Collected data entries
//! Weighted ridge regression over the polynomial basis.
//!
//! The design matrices involved are small (a few hundred rows by ~82
//! columns), so the solver forms the normal system `(XᵀWX + λI) w = XᵀWy`
//! explicitly and runs Gaussian elimination with partial pivoting on it.
//! Columns whose pivot collapses below [`PIVOT_EPS`] keep a zero coefficient
//! instead of poisoning the solve; this is what makes constant (zero after
//! normalisation) feature columns harmless.
//!
//! Both screen axes share one design matrix, so the normal system carries two
//! right-hand sides and solves them in a single elimination pass.

/// Pivots below this magnitude are treated as a rank deficiency.
pub const PIVOT_EPS: f64 = 1e-12;

/// Per-sample fit weight: confidence-floored and spatially up-weighted
/// towards the screen edges so that peripheral calibration points keep their
/// influence against the denser centre.
pub fn sample_weight(confidence: f64, x: f64, y: f64, screen_w: f64, screen_h: f64) -> f64 {
    let diagonal = (screen_w * screen_w + screen_h * screen_h).sqrt().max(1.0);
    let dx = x - screen_w / 2.0;
    let dy = y - screen_h / 2.0;
    let dist = (dx * dx + dy * dy).sqrt();
    confidence.max(0.15) * (1.0 + 0.6 * dist / diagonal)
}

/// Accumulated normal system for a two-target weighted ridge fit.
///
/// Supports subtraction of previously accumulated partial systems, which is
/// what makes the leave-one-group-out search cheap: the fit for "all groups
/// but g" is the total system minus g's partial sums.
#[derive(Debug, Clone)]
pub struct NormalSystem {
    cols: usize,
    /// Upper triangle of XᵀWX, row-major over the full square.
    xtx: Vec<f64>,
    xty_x: Vec<f64>,
    xty_y: Vec<f64>,
}

impl NormalSystem {
    pub fn new(cols: usize) -> Self {
        Self {
            cols,
            xtx: vec![0.0; cols * cols],
            xty_x: vec![0.0; cols],
            xty_y: vec![0.0; cols],
        }
    }

    /// Adds one design row with weight `w` and targets `(tx, ty)`.
    pub fn accumulate(&mut self, row: &[f64], w: f64, tx: f64, ty: f64) {
        assert_eq!(row.len(), self.cols);
        for i in 0..self.cols {
            let wxi = w * row[i];
            self.xty_x[i] += wxi * tx;
            self.xty_y[i] += wxi * ty;
            let base = i * self.cols;
            for j in i..self.cols {
                self.xtx[base + j] += wxi * row[j];
            }
        }
    }

    /// Adds another partial system into this one.
    pub fn add(&mut self, other: &NormalSystem) {
        assert_eq!(self.cols, other.cols);
        for (a, b) in self.xtx.iter_mut().zip(&other.xtx) {
            *a += b;
        }
        for (a, b) in self.xty_x.iter_mut().zip(&other.xty_x) {
            *a += b;
        }
        for (a, b) in self.xty_y.iter_mut().zip(&other.xty_y) {
            *a += b;
        }
    }

    /// Removes a previously added partial system.
    pub fn subtract(&mut self, other: &NormalSystem) {
        assert_eq!(self.cols, other.cols);
        for (a, b) in self.xtx.iter_mut().zip(&other.xtx) {
            *a -= b;
        }
        for (a, b) in self.xty_x.iter_mut().zip(&other.xty_x) {
            *a -= b;
        }
        for (a, b) in self.xty_y.iter_mut().zip(&other.xty_y) {
            *a -= b;
        }
    }

    /// Solves the ridge system for both targets with regularisation `lambda`.
    pub fn solve(&self, lambda: f64) -> (Vec<f64>, Vec<f64>) {
        let n = self.cols;
        let mut a = self.xtx.clone();
        // mirror the lower triangle and add the ridge term
        for i in 0..n {
            for j in 0..i {
                a[i * n + j] = a[j * n + i];
            }
            a[i * n + i] += lambda;
        }
        let mut rhs = [self.xty_x.clone(), self.xty_y.clone()];
        eliminate(&mut a, &mut rhs, n);
        let [wx, wy] = rhs;
        (wx, wy)
    }
}

/// In-place Gaussian elimination with partial pivoting and two right-hand
/// sides; the solutions are written back into `rhs`.
fn eliminate(a: &mut [f64], rhs: &mut [Vec<f64>; 2], n: usize) {
    for col in 0..n {
        let mut pivot_row = col;
        let mut best = a[col * n + col].abs();
        for row in col + 1..n {
            let v = a[row * n + col].abs();
            if v > best {
                best = v;
                pivot_row = row;
            }
        }

        if best < PIVOT_EPS {
            // rank-deficient column: pin its coefficient to zero
            for row in 0..n {
                a[row * n + col] = 0.0;
                a[col * n + row] = 0.0;
            }
            a[col * n + col] = 1.0;
            rhs[0][col] = 0.0;
            rhs[1][col] = 0.0;
            continue;
        }

        if pivot_row != col {
            for c in 0..n {
                a.swap(col * n + c, pivot_row * n + c);
            }
            rhs[0].swap(col, pivot_row);
            rhs[1].swap(col, pivot_row);
        }

        let pivot = a[col * n + col];
        for row in col + 1..n {
            let factor = a[row * n + col] / pivot;
            if factor == 0.0 {
                continue;
            }
            for c in col..n {
                a[row * n + c] -= factor * a[col * n + c];
            }
            rhs[0][row] -= factor * rhs[0][col];
            rhs[1][row] -= factor * rhs[1][col];
        }
    }

    // back substitution
    for target in rhs.iter_mut() {
        for col in (0..n).rev() {
            let mut acc = target[col];
            for c in col + 1..n {
                acc -= a[col * n + c] * target[c];
            }
            let pivot = a[col * n + col];
            target[col] = if pivot.abs() < PIVOT_EPS {
                0.0
            } else {
                acc / pivot
            };
        }
    }
}

#[cfg(test)]
mod tests {
    use super::*;
    use approx::assert_relative_eq;

    fn fit(rows: &[&[f64]], tx: &[f64], ty: &[f64], lambda: f64) -> (Vec<f64>, Vec<f64>) {
        let mut sys = NormalSystem::new(rows[0].len());
        for (i, row) in rows.iter().enumerate() {
            sys.accumulate(row, 1.0, tx[i], ty[i]);
        }
        sys.solve(lambda)
    }

    #[test]
    fn recovers_exact_linear_map() {
        // y = 2*x0 - x1 + 3, x axis only
        let rows: Vec<Vec<f64>> = (0..20)
            .map(|i| {
                let x0 = i as f64 * 0.1;
                let x1 = (i % 5) as f64;
                vec![1.0, x0, x1]
            })
            .collect();
        let tx: Vec<f64> = rows.iter().map(|r| 3.0 + 2.0 * r[1] - r[2]).collect();
        let ty: Vec<f64> = rows.iter().map(|r| 1.0 - r[1]).collect();
        let refs: Vec<&[f64]> = rows.iter().map(|r| r.as_slice()).collect();

        let (wx, wy) = fit(&refs, &tx, &ty, 0.0);
        assert_relative_eq!(wx[0], 3.0, epsilon = 1e-8);
        assert_relative_eq!(wx[1], 2.0, epsilon = 1e-8);
        assert_relative_eq!(wx[2], -1.0, epsilon = 1e-8);
        assert_relative_eq!(wy[1], -1.0, epsilon = 1e-8);
    }

    #[test]
    fn zero_column_gets_zero_coefficient() {
        let rows: Vec<Vec<f64>> = (0..10)
            .map(|i| vec![1.0, i as f64, 0.0])
            .collect();
        let tx: Vec<f64> = rows.iter().map(|r| 5.0 * r[1]).collect();
        let refs: Vec<&[f64]> = rows.iter().map(|r| r.as_slice()).collect();

        let (wx, _) = fit(&refs, &tx, &tx, 0.0);
        assert_eq!(wx[2], 0.0);
        assert_relative_eq!(wx[1], 5.0, epsilon = 1e-8);
    }

    #[test]
    fn solving_twice_is_identical() {
        let rows: Vec<Vec<f64>> = (0..30)
            .map(|i| vec![1.0, (i as f64).sin(), (i as f64 * 0.7).cos()])
            .collect();
        let tx: Vec<f64> = rows.iter().map(|r| r[1] * 4.0 + r[2]).collect();
        let refs: Vec<&[f64]> = rows.iter().map(|r| r.as_slice()).collect();

        let a = fit(&refs, &tx, &tx, 0.01);
        let b = fit(&refs, &tx, &tx, 0.01);
        assert_eq!(a.0, b.0);
        assert_eq!(a.1, b.1);
    }

    #[test]
    fn subtract_reverses_accumulate() {
        let mut total = NormalSystem::new(2);
        let mut part = NormalSystem::new(2);
        total.accumulate(&[1.0, 2.0], 1.0, 3.0, 4.0);
        total.accumulate(&[1.0, -1.0], 0.5, 1.0, 0.0);
        part.accumulate(&[1.0, -1.0], 0.5, 1.0, 0.0);

        let mut reduced = total.clone();
        reduced.subtract(&part);

        let mut only_first = NormalSystem::new(2);
        only_first.accumulate(&[1.0, 2.0], 1.0, 3.0, 4.0);
        assert_eq!(reduced.solve(0.1), only_first.solve(0.1));
    }

    #[test]
    fn edge_samples_weigh_more() {
        let center = sample_weight(1.0, 960.0, 540.0, 1920.0, 1080.0);
        let corner = sample_weight(1.0, 0.0, 0.0, 1920.0, 1080.0);
        assert_relative_eq!(center, 1.0);
        assert!(corner > center);
        assert!(corner <= 1.3 + 1e-9);

        // low confidence is floored rather than discarded
        assert_relative_eq!(sample_weight(0.0, 960.0, 540.0, 1920.0, 1080.0), 0.15);
    }
}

→ Task statement: Lines from the beginning of the data above through the line containing "pub const PIVOT_EPS: f64 = 1e-12;" are to be returned exactly, and no others.

→ Exercise solution:
//! Weighted ridge regression over the polynomial basis.
//!
//! The design matrices involved are small (a few hundred rows by ~82
//! columns), so the solver forms the normal system `(XᵀWX + λI) w = XᵀWy`
//! explicitly and runs Gaussian elimination with partial pivoting on it.
//! Columns whose pivot collapses below [`PIVOT_EPS`] keep a zero coefficient
//! instead of poisoning the solve; this is what makes constant (zero after
//! normalisation) feature columns harmless.
//!
//! Both screen axes share one design matrix, so the normal system carries two
//! right-hand sides and solves them in a single elimination pass.

/// Pivots below this magnitude are treated as a rank deficiency.
pub const PIVOT_EPS: f64 = 1e-12;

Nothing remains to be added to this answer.